In the Databricks Jobs API 2.0 (AWS | Azure | GCP) list returns an unbounded number of job descriptions.
In the Jobs API 2.1 (AWS | Azure | GCP), this behavior has changed. The list command now returns a maximum of 25 jobs, from newest to oldest, at a time.
In this article we show you how to manually iterate through all of the jobs in your workspace.
Instructions
1) Determine the total number of jobs in your workspace
- Click Workflows in the sidebar.
- Scroll to the bottom of the page.
- The total number of jobs in the workspace is listed in the bottom right.

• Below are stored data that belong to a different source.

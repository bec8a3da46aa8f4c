pub mod color_assigner;
pub mod event;
pub mod primitives;
pub mod time_math;
pub mod title_normalizer;
pub mod types;

pub use color_assigner::{ColorMemo, EventColor, category_hue, color_for};
pub use event::{RawEvent, RawTimestamp, TabSample, parse_events_json};
pub use time_math::{
    compute_height, compute_window, event_bounds, parse_day, parse_flexible_timestamp, pct,
};
pub use title_normalizer::{BROWSER_CATEGORY, DisplayCategory, normalize_title};
pub use types::{EventBounds, TimeWindow};
use std::fmt;

use serde::{Deserialize, Serialize};

/// Category every browser-originated title collapses into.
pub const BROWSER_CATEGORY: &str = "Firefox";

const EM_DASH: char = '\u{2014}';
const SPACED_HYPHEN: &str = " - ";

/// Stable grouping key derived from an event title; one color per category.
#[derive(Debug, Clone, PartialEq, Eq, Hash, PartialOrd, Ord, Default, Serialize, Deserialize)]
#[serde(transparent)]
pub struct DisplayCategory(String);

impl DisplayCategory {
    #[must_use]
    pub fn as_str(&self) -> &str {
        &self.0
    }

    #[must_use]
    pub fn is_empty(&self) -> bool {
        self.0.is_empty()
    }
}

impl fmt::Display for DisplayCategory {
    fn fmt(&self, f: &mut fmt::Formatter<'_>) -> fmt::Result {
        f.write_str(&self.0)
    }
}

impl From<&str> for DisplayCategory {
    fn from(value: &str) -> Self {
        Self(value.to_owned())
    }
}

/// Maps a raw title to its display category.
///
/// Rules, first match wins:
/// 1. mentions "firefox" or "mozilla" (any case) -> [`BROWSER_CATEGORY`]
/// 2. contains a URL scheme marker `://` -> [`BROWSER_CATEGORY`]
/// 3. "source — detail" or "source - detail" -> trimmed `source`
/// 4. otherwise the title itself
#[must_use]
pub fn normalize_title(raw: &str) -> DisplayCategory {
    if raw.is_empty() {
        return DisplayCategory::default();
    }

    let lower = raw.to_lowercase();
    if lower.contains("firefox") || lower.contains("mozilla") || raw.contains("://") {
        return DisplayCategory::from(BROWSER_CATEGORY);
    }

    if let Some(index) = raw.find(EM_DASH) {
        return DisplayCategory::from(raw[..index].trim());
    }
    if let Some(index) = raw.find(SPACED_HYPHEN) {
        return DisplayCategory::from(raw[..index].trim());
    }

    DisplayCategory::from(raw)
}
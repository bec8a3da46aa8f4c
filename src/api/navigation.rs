use chrono::{DateTime, NaiveDate, TimeZone, Utc};
use serde::{Deserialize, Serialize};

/// Request to show another day; fulfilled by the host, not the engine.
#[derive(Debug, Clone, Copy, PartialEq, Eq, Serialize, Deserialize)]
pub struct NavigationRequest {
    pub day: NaiveDate,
}

impl NavigationRequest {
    #[must_use]
    pub fn new(day: NaiveDate) -> Self {
        Self { day }
    }

    /// Resolves "today" for `now` as seen in `zone`.
    #[must_use]
    pub fn today_at<Tz: TimeZone>(now: DateTime<Utc>, zone: &Tz) -> Self {
        Self::new(now.with_timezone(zone).date_naive())
    }

    /// Route of the timeline page for this day.
    #[must_use]
    pub fn route(&self) -> String {
        format!("/timeline?day={}", self.day.format("%Y-%m-%d"))
    }
}

/// Host capability that performs page/route transitions.
pub trait Navigator {
    fn navigate(&mut self, request: &NavigationRequest);
}
use activity_timeline::core::{BROWSER_CATEGORY, normalize_title};

#[test]
fn browser_titles_collapse_into_one_category() {
    assert_eq!(normalize_title("Mozilla Firefox — Example").as_str(), "Firefox");
    assert_eq!(normalize_title("Release notes - FIREFOX").as_str(), "Firefox");
    assert_eq!(normalize_title("mozilla.org").as_str(), BROWSER_CATEGORY);
}

#[test]
fn titles_with_urls_are_browser_tabs() {
    assert_eq!(normalize_title("https://x.com").as_str(), "Firefox");
    assert_eq!(
        normalize_title("Docs - https://docs.rs/chrono").as_str(),
        "Firefox"
    );
    assert_eq!(normalize_title("ftp://mirror").as_str(), "Firefox");
}

#[test]
fn composite_titles_keep_the_left_segment() {
    assert_eq!(normalize_title("some app - Example").as_str(), "some app");
    assert_eq!(
        normalize_title("Visual Studio Code — main.rs").as_str(),
        "Visual Studio Code"
    );
    assert_eq!(normalize_title("  Terminal   - ~/src").as_str(), "Terminal");
}

#[test]
fn plain_and_empty_titles() {
    assert_eq!(normalize_title("Slack").as_str(), "Slack");
    assert!(normalize_title("").is_empty());
    // Untrimmed when no separator applies.
    assert_eq!(normalize_title(" Slack ").as_str(), " Slack ");
}

#[test]
fn normalization_is_independent_of_call_order() {
    let titles = ["b - x", "a — y", "https://z", "plain"];
    let forward: Vec<String> = titles
        .iter()
        .map(|t| normalize_title(t).to_string())
        .collect();
    let mut backward: Vec<String> = titles
        .iter()
        .rev()
        .map(|t| normalize_title(t).to_string())
        .collect();
    backward.reverse();
    assert_eq!(forward, backward);
}
//! activity-timeline: layout engine for a day of activity events.
//!
//! Turns a calendar day, raw time-stamped events and view options into a
//! presentation-ready [`Scene`]: visible window, strip height, hour and
//! quarter-hour grid, and positioned, colored event blocks. Drawing is left
//! to a [`render::SceneConsumer`] owned by the host.

pub mod api;
pub mod core;
pub mod error;
pub mod render;
pub mod telemetry;

pub use api::{TimelineEngine, TimelineEngineConfig, ViewOptions, render_scene};
pub use error::{TimelineError, TimelineResult};
pub use render::Scene;
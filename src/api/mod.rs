mod engine;
pub mod event_layout;
pub mod grid_builder;
mod json_contract;
mod navigation;
mod render_coordinator;
mod view_options;

pub use engine::TimelineEngine;
pub use event_layout::{
    DropReason, EventLayout, MIN_BLOCK_HEIGHT_PCT, layout_events, layout_parsed_events,
};
pub use grid_builder::{build_grid_lines, build_hour_labels};
pub use json_contract::{SCENE_JSON_SCHEMA_V1, SceneJsonContractV1};
pub use navigation::{NavigationRequest, Navigator};
pub use render_coordinator::render_scene;
pub use view_options::{TimelineEngineConfig, ViewOptions};
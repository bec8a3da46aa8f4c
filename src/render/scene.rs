use serde::{Deserialize, Serialize};

use crate::core::time_math::MIN_HEIGHT_PX;
use crate::core::{DisplayCategory, EventColor, TimeWindow};
use crate::error::{TimelineError, TimelineResult};

/// Shown instead of blocks when nothing falls inside the window.
pub const EMPTY_STATE_NOTICE: &str = "No visible entries in the current focus.";

/// Horizontal grid line at an hour or quarter-hour boundary.
#[derive(Debug, Clone, Copy, PartialEq, Serialize, Deserialize)]
pub struct GridMark {
    pub offset_pct: f64,
    pub is_hour: bool,
}

/// `HH:00` label placed next to an hour boundary.
#[derive(Debug, Clone, PartialEq, Serialize, Deserialize)]
pub struct HourLabel {
    pub offset_pct: f64,
    pub text: String,
}

/// One positioned, colored event on the strip.
#[derive(Debug, Clone, PartialEq, Serialize, Deserialize)]
pub struct EventBlock {
    pub top_pct: f64,
    pub height_pct: f64,
    pub color: EventColor,
    pub category: DisplayCategory,
    pub label: String,
    pub tooltip: String,
}

/// Presentation-ready result of one render pass.
///
/// A scene carrying `error` is degraded: its window is empty and it holds no
/// marks or blocks. Hosts render the error banner instead of a strip.
#[derive(Debug, Clone, PartialEq, Serialize, Deserialize)]
pub struct Scene {
    pub window_start: i64,
    pub window_end: i64,
    pub height_px: u32,
    pub grid_marks: Vec<GridMark>,
    pub hour_labels: Vec<HourLabel>,
    pub event_blocks: Vec<EventBlock>,
    pub visible_count: usize,
    pub is_empty: bool,
    #[serde(default)]
    pub error: Option<String>,
}

impl Scene {
    /// Assembles a scene and derives the visible aggregates from the blocks.
    #[must_use]
    pub fn new(
        window: TimeWindow,
        height_px: u32,
        grid_marks: Vec<GridMark>,
        hour_labels: Vec<HourLabel>,
        event_blocks: Vec<EventBlock>,
    ) -> Self {
        let visible_count = event_blocks.len();
        Self {
            window_start: window.start(),
            window_end: window.end(),
            height_px,
            grid_marks,
            hour_labels,
            event_blocks,
            visible_count,
            is_empty: visible_count == 0,
            error: None,
        }
    }

    #[must_use]
    pub fn degraded(message: impl Into<String>) -> Self {
        Self {
            window_start: 0,
            window_end: 0,
            height_px: MIN_HEIGHT_PX,
            grid_marks: Vec::new(),
            hour_labels: Vec::new(),
            event_blocks: Vec::new(),
            visible_count: 0,
            is_empty: true,
            error: Some(message.into()),
        }
    }

    #[must_use]
    pub fn is_degraded(&self) -> bool {
        self.error.is_some()
    }

    #[must_use]
    pub fn window(&self) -> Option<TimeWindow> {
        TimeWindow::new(self.window_start, self.window_end).ok()
    }

    #[must_use]
    pub fn counter_text(&self) -> String {
        format!("{} entries", self.visible_count)
    }

    #[must_use]
    pub fn empty_state_notice(&self) -> Option<&'static str> {
        (self.is_empty && !self.is_degraded()).then_some(EMPTY_STATE_NOTICE)
    }

    #[must_use]
    pub fn error_banner(&self) -> Option<String> {
        self.error
            .as_ref()
            .map(|message| format!("Timeline error: {message}"))
    }

    pub fn validate(&self) -> TimelineResult<()> {
        if self.is_degraded() {
            return Ok(());
        }
        if self.window().is_none() {
            return Err(TimelineError::InvalidWindow {
                start: self.window_start,
                end: self.window_end,
            });
        }
        if self.visible_count != self.event_blocks.len() || self.is_empty != (self.visible_count == 0)
        {
            return Err(TimelineError::InvalidData(
                "scene aggregates disagree with its blocks".to_owned(),
            ));
        }

        for mark in &self.grid_marks {
            validate_offset(mark.offset_pct, "grid mark offset")?;
        }
        for label in &self.hour_labels {
            validate_offset(label.offset_pct, "hour label offset")?;
        }
        for block in &self.event_blocks {
            validate_offset(block.top_pct, "block top")?;
            if !block.height_pct.is_finite() || block.height_pct <= 0.0 {
                return Err(TimelineError::InvalidData(
                    "block height must be finite and > 0".to_owned(),
                ));
            }
            block.color.to_rgba().validate()?;
        }
        Ok(())
    }
}

fn validate_offset(value: f64, what: &str) -> TimelineResult<()> {
    if !value.is_finite() || !(0.0..=100.0).contains(&value) {
        return Err(TimelineError::InvalidData(format!(
            "{what} must be finite and in [0, 100]"
        )));
    }
    Ok(())
}
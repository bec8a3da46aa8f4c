use chrono::{DateTime, Utc};
use serde::{Deserialize, Deserializer, Serialize};

use crate::error::{TimelineError, TimelineResult};

/// Timestamp exactly as delivered by the event producer.
///
/// Producers mix ISO strings, second epochs and millisecond epochs. Anything
/// else is kept as `Other` so that one malformed field only makes its own
/// event unrenderable instead of failing the whole batch.
#[derive(Debug, Clone, PartialEq, Default, Serialize, Deserialize)]
#[serde(untagged)]
pub enum RawTimestamp {
    Number(f64),
    Text(String),
    #[default]
    Missing,
    Other(serde_json::Value),
}

impl From<f64> for RawTimestamp {
    fn from(value: f64) -> Self {
        Self::Number(value)
    }
}

impl From<i64> for RawTimestamp {
    fn from(value: i64) -> Self {
        Self::Number(value as f64)
    }
}

impl From<&str> for RawTimestamp {
    fn from(value: &str) -> Self {
        Self::Text(value.to_owned())
    }
}

impl From<String> for RawTimestamp {
    fn from(value: String) -> Self {
        Self::Text(value)
    }
}

/// One title-tagged interval of foreground activity.
#[derive(Debug, Clone, PartialEq, Default, Serialize, Deserialize)]
pub struct RawEvent {
    #[serde(default, deserialize_with = "deserialize_lenient_title")]
    pub title: Option<String>,
    #[serde(default)]
    pub start: RawTimestamp,
    #[serde(default)]
    pub end: RawTimestamp,
}

impl RawEvent {
    #[must_use]
    pub fn new(
        title: impl Into<String>,
        start: impl Into<RawTimestamp>,
        end: impl Into<RawTimestamp>,
    ) -> Self {
        Self {
            title: Some(title.into()),
            start: start.into(),
            end: end.into(),
        }
    }

    #[must_use]
    pub fn title(&self) -> &str {
        self.title.as_deref().unwrap_or("")
    }
}

/// Payload the browser extension posts for the active tab.
#[derive(Debug, Clone, PartialEq, Eq, Serialize, Deserialize)]
pub struct TabSample {
    pub title: String,
    pub url: String,
}

impl TabSample {
    #[must_use]
    pub fn new(title: impl Into<String>, url: impl Into<String>) -> Self {
        Self {
            title: title.into(),
            url: url.into(),
        }
    }

    /// Converts a sample observed at `observed_at` into a zero-length event.
    #[must_use]
    pub fn to_event(&self, observed_at: DateTime<Utc>) -> RawEvent {
        let millis = observed_at.timestamp_millis();
        RawEvent::new(format!("{} - {}", self.title, self.url), millis, millis)
    }
}

/// Parses the event batch embedded in a timeline page.
pub fn parse_events_json(input: &str) -> TimelineResult<Vec<RawEvent>> {
    serde_json::from_str(input)
        .map_err(|e| TimelineError::InvalidData(format!("failed to parse events json: {e}")))
}

fn deserialize_lenient_title<'de, D>(deserializer: D) -> Result<Option<String>, D::Error>
where
    D: Deserializer<'de>,
{
    let value = serde_json::Value::deserialize(deserializer)?;
    Ok(match value {
        serde_json::Value::Null => None,
        serde_json::Value::String(title) => Some(title),
        other => Some(other.to_string()),
    })
}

2) Determine the values to use for offset and limit
The list command has two modifiers, limit and offset. offset determines the number of jobs that are skipped before the first one is displayed. limit determines the number of jobs (up to 25) that are displayed. By using the commands together you can display specific jobs out of the total.
For example, if there are 20 total jobs in the workspace and you specify a limit of 10 and an offset of 0, list returns jobs 1-10 (the 10 most recent jobs created, not the most recent job runs). Alternatively, if you specify a limit of 10 and an offset of 10, list returns jobs 11-20.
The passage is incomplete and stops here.